I bash in your skull until no teeth remain
– Hiç diş kalmayana kadar kafana vururum.
The most deadly weapon pulverizing your head
– Kafanı ezen en ölümcül silah
With each crushing blow how you wish you were dead
– Her ezici darbeyle nasıl ölmüş olmayı dilediğini
Just when you think it’s safe, I attack (we’ll be back)
– Tam güvenli olduğunu düşündüğün anda saldırıyorum (geri döneceğiz)
When you least expect your fate, I attack (we’ll be back)
– En azından kaderini beklediğinde, saldırırım (geri döneceğiz)
Rocket to your face, one move, and mistake (we’ll be back)
– Yüzüne roket at, bir hamle ve hata (geri döneceğiz)
Let down your guard for a frontal attack
– Önden saldırı için gardını indir.
I’ll be back
– Geri döneceğim
No use screaming for mercy, no use making a sound
– Merhamet için bağırmanın faydası yok, ses çıkarmanın faydası yok
Do you step right up and get smacked back down
– Hemen yukarı çıkıp tekrar şaplak mı atıyorsun
In the heat of battle put the chills on the floor
– Savaşın sıcağında titremeleri yere bırak
Another life force beats out, another soul out the door
– Başka bir yaşam gücü atıyor, başka bir ruh kapıdan çıkıyor
I’m testing, sadistic, a deity of war
– Test ediyorum, sadist, bir savaş tanrısı
With struck body bags and I’m packing the morgue
– Vurulmuş ceset torbalarıyla morgu topluyorum.

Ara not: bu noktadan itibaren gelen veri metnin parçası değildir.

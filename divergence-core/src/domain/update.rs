//! Host update notifications.

use serde::{Deserialize, Serialize};

/// Why the host invoked the update handler.
///
/// Only confirmed bars are processed; intra-bar ticks never touch detector state.
#[derive(Debug, Clone, Copy, PartialEq, Eq, Serialize, Deserialize)]
#[serde(rename_all = "snake_case")]
pub enum UpdateReason {
    /// A price change inside the forming bar.
    NewTick,
    /// The forming bar closed and a new one opened.
    NewBar,
    /// Historical bars were loaded or appended.
    HistoryUpdate,
}

impl UpdateReason {
    /// Returns true if this notification carries a confirmed bar.
    pub fn is_confirmed(self) -> bool {
        !matches!(self, UpdateReason::NewTick)
    }
}
//! Divergence CLI: detect oscillator divergences in CSV bar files.
//!
//! Commands:
//! - `detect`: run the detector over one or more CSV files and report divergences
//! - `config`: print the default detector configuration as TOML

mod export;
mod load;

use std::path::{Path, PathBuf};
use std::sync::Arc;

use anyhow::{Context, Result};
use clap::{Parser, Subcommand};
use rayon::prelude::*;
use tracing::info;
use tracing_subscriber::{layer::SubscriberExt, util::SubscriberInitExt};

use divergence_core::config::{DetectorConfig, OscillatorConfig, OscillatorKind};
use divergence_core::domain::UpdateReason;
use divergence_core::style::visible;
use divergence_core::{BarHistory, DivergenceDetector, OscillatorFactory, PriceHistory};
use divergence_oscillators::BuiltinOscillators;

use crate::export::{render, FileReport, Format};

#[derive(Parser)]
#[command(
    name = "divergence",
    about = "Divergence CLI: price/oscillator divergence detection"
)]
struct Cli {
    #[command(subcommand)]
    command: Commands,
}

#[derive(Subcommand)]
enum Commands {
    /// Detect divergences in CSV bar files (time,open,high,low,close[,volume]).
    Detect {
        /// CSV files to scan, one symbol per file.
        #[arg(required = true)]
        files: Vec<PathBuf>,

        /// Path to a TOML detector config. Defaults to the built-in config.
        #[arg(long)]
        config: Option<PathBuf>,

        /// Oscillator: rsi, macd, ao. Replaces the config's oscillator with its defaults.
        #[arg(long)]
        oscillator: Option<String>,

        /// Bars to the left of a pivot.
        #[arg(long)]
        left: Option<usize>,

        /// Bars to the right of a pivot (confirmation lag).
        #[arg(long)]
        right: Option<usize>,

        /// Report hidden divergences too.
        #[arg(long, default_value_t = false)]
        all_kinds: bool,

        /// Output format.
        #[arg(long, value_enum, default_value_t = Format::Table)]
        format: Format,

        /// Write the report to a file instead of stdout.
        #[arg(long)]
        output: Option<PathBuf>,
    },
    /// Print the default detector configuration as TOML.
    Config,
}

fn main() -> Result<()> {
    tracing_subscriber::registry()
        .with(tracing_subscriber::fmt::layer().with_writer(std::io::stderr))
        .with(
            tracing_subscriber::EnvFilter::try_from_default_env()
                .unwrap_or_else(|_| "divergence=info".into()),
        )
        .init();

    let cli = Cli::parse();

    match cli.command {
        Commands::Detect {
            files,
            config,
            oscillator,
            left,
            right,
            all_kinds,
            format,
            output,
        } => {
            let config = build_config(
                config.as_deref(),
                oscillator.as_deref(),
                left,
                right,
                all_kinds,
            )?;
            run_detect(&files, &config, format, output.as_deref())
        }
        Commands::Config => {
            print!("{}", DetectorConfig::default().to_toml()?);
            Ok(())
        }
    }
}

/// Layer command-line overrides on top of the file (or default) config.
fn build_config(
    path: Option<&Path>,
    oscillator: Option<&str>,
    left: Option<usize>,
    right: Option<usize>,
    all_kinds: bool,
) -> Result<DetectorConfig> {
    let mut config = match path {
        Some(path) => DetectorConfig::from_file(path)?,
        None => DetectorConfig::default(),
    };
    if let Some(name) = oscillator {
        let kind: OscillatorKind = name.parse()?;
        if config.oscillator.kind() != kind {
            config.oscillator = OscillatorConfig::defaults_for(kind);
        }
    }
    if let Some(left) = left {
        config.left = left;
    }
    if let Some(right) = right {
        config.right = right;
    }
    if all_kinds {
        config.styles.enable_all();
    }
    config.validate()?;
    Ok(config)
}

fn run_detect(
    files: &[PathBuf],
    config: &DetectorConfig,
    format: Format,
    output: Option<&Path>,
) -> Result<()> {
    let factory: Arc<dyn OscillatorFactory> = Arc::new(BuiltinOscillators);

    let reports = files
        .par_iter()
        .map(|path| detect_file(path, config, Arc::clone(&factory)))
        .collect::<Result<Vec<_>>>()?;

    let total: usize = reports.iter().map(|r| r.divergences.len()).sum();
    info!(files = reports.len(), divergences = total, "detection finished");

    let rendered = render(&reports, format)?;
    match output {
        Some(path) => {
            std::fs::write(path, rendered)
                .with_context(|| format!("failed to write {}", path.display()))?;
            println!("Report saved to: {}", path.display());
        }
        None => print!("{rendered}"),
    }
    Ok(())
}

/// Feed one file's bars to a fresh detector, one confirmed bar at a time.
fn detect_file(
    path: &Path,
    config: &DetectorConfig,
    factory: Arc<dyn OscillatorFactory>,
) -> Result<FileReport> {
    let bars = load::load_bars(path)?;
    let symbol = load::symbol_for(path);

    let mut detector = DivergenceDetector::new(config.clone(), factory)?;
    let mut history = BarHistory::with_capacity(bars.len());
    for bar in bars {
        history
            .push(bar)
            .with_context(|| format!("{}: bars out of order", path.display()))?;
        detector.on_update(UpdateReason::NewBar, &history)?;
    }

    let divergences = visible(detector.store(), &config.styles)
        .map(|(record, _)| record.clone())
        .collect::<Vec<_>>();
    info!(
        symbol = %symbol,
        bars = history.len(),
        found = detector.store().len(),
        shown = divergences.len(),
        "scanned"
    );

    Ok(FileReport {
        symbol,
        source: path.display().to_string(),
        oscillator: detector.oscillator().name().to_string(),
        bars: history.len(),
        divergences,
    })
}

No time for remorse over one claim remains
– Bir iddiadan pişmanlık duyacak zaman kalmadı
It’s just brought to a chest, and it’s circling the drain
– Sadece bir sandığa getirildi ve drenajın etrafında dönüyor
Just when you think it’s safe, I attack (we’ll be back)
– Tam güvenli olduğunu düşündüğün anda saldırıyorum (geri döneceğiz)
When you least expect your fate, I attack (we’ll be back)
– En azından kaderini beklediğinde, saldırırım (geri döneceğiz)
Rocket to your face, one move, and mistake (we’ll be back)
– Yüzüne roket at, bir hamle ve hata (geri döneceğiz)
Let down your guard for a frontal attack
– Önden saldırı için gardını indir.
I’ll be back
– Geri döneceğim

Bir yanıt yazın
Yorum yapabilmek için oturum açmalısınız.